What to produce
Every record below, from the first line to the last, is to be set down again exactly.

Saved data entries
Segment Open
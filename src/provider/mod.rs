//! Odds provider integration.
//!
//! Defines the `OddsProvider` trait and the error type shared by its
//! implementations. The only live implementation is the 1xBet feed
//! served through RapidAPI (`xbet`).

pub mod xbet;

use async_trait::async_trait;
use thiserror::Error;

use crate::config::LeagueConfig;
use crate::types::{MarketSnapshot, Match, MatchStatus};

/// Errors raised while talking to an odds provider.
#[derive(Error, Debug)]
pub enum ApiError {
    /// Connection, TLS or timeout failure.
    #[error("http request failed: {0}")]
    Transport(#[from] reqwest::Error),

    /// Non-200 response.
    #[error("provider returned HTTP {status}: {body}")]
    Status { status: u16, body: String },

    /// Body did not have the expected shape.
    #[error("failed to decode provider payload: {0}")]
    Decode(#[from] serde_json::Error),

    /// Envelope decoded but reported a non-success status.
    #[error("provider reported status {0:?}")]
    Unsuccessful(String),

    #[error("gave up after {attempts} attempts: {last}")]
    Exhausted { attempts: u32, last: String },
}

/// Abstraction over football odds feeds.
///
/// Implementors list upcoming matches per league, expose the current odds
/// snapshot of a match, and report final scores.
#[cfg_attr(test, mockall::automock)]
#[async_trait]
pub trait OddsProvider: Send + Sync {
    /// All listed matches of a league (pre-match line).
    async fn league_matches(&self, league: &LeagueConfig) -> Result<Vec<Match>, ApiError>;

    /// Current odds for a match.
    async fn match_markets(&self, match_id: &str) -> Result<MarketSnapshot, ApiError>;

    /// Current state of a match, with the score once finished.
    async fn match_status(&self, match_id: &str) -> Result<MatchStatus, ApiError>;
}
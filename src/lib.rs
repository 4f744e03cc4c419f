//! TIPSTER: daily football coupon picker and Telegram publisher
//!
//! Library crate exposing all modules for use by integration tests
//! and the binary entry point.

pub mod config;
pub mod types;
pub mod coupon;
pub mod provider;
pub mod strategy;
pub mod engine;
pub mod notify;
pub mod schedule;
pub mod storage;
Segment Closed
Solution for this exercise
filename src/provider/mod.rs
//! Odds provider integration.
//!
//! Defines the `OddsProvider` trait and the error type shared by its
//! implementations. The only live implementation is the 1xBet feed
//! served through RapidAPI (`xbet`).

pub mod xbet;

use async_trait::async_trait;
use thiserror::Error;

use crate::config::LeagueConfig;
use crate::types::{MarketSnapshot, Match, MatchStatus};

/// Errors raised while talking to an odds provider.
#[derive(Error, Debug)]
pub enum ApiError {
    /// Connection, TLS or timeout failure.
    #[error("http request failed: {0}")]
    Transport(#[from] reqwest::Error),

    /// Non-200 response.
    #[error("provider returned HTTP {status}: {body}")]
    Status { status: u16, body: String },

    /// Body did not have the expected shape.
    #[error("failed to decode provider payload: {0}")]
    Decode(#[from] serde_json::Error),

    /// Envelope decoded but reported a non-success status.
    #[error("provider reported status {0:?}")]
    Unsuccessful(String),

    #[error("gave up after {attempts} attempts: {last}")]
    Exhausted { attempts: u32, last: String },
}

/// Abstraction over football odds feeds.
///
/// Implementors list upcoming matches per league, expose the current odds
/// snapshot of a match, and report final scores.
#[cfg_attr(test, mockall::automock)]
#[async_trait]
pub trait OddsProvider: Send + Sync {
    /// All listed matches of a league (pre-match line).
    async fn league_matches(&self, league: &LeagueConfig) -> Result<Vec<Match>, ApiError>;

    /// Current odds for a match.
    async fn match_markets(&self, match_id: &str) -> Result<MarketSnapshot, ApiError>;

    /// Current state of a match, with the score once finished.
    async fn match_status(&self, match_id: &str) -> Result<MatchStatus, ApiError>;
}
filename src/lib.rs
repository 4f744e03cc4c419f
//! TIPSTER: daily football coupon picker and Telegram publisher
//!
//! Library crate exposing all modules for use by integration tests
//! and the binary entry point.

pub mod config;
pub mod types;
pub mod coupon;
pub mod provider;
pub mod strategy;
pub mod engine;
pub mod notify;
pub mod schedule;
pub mod storage;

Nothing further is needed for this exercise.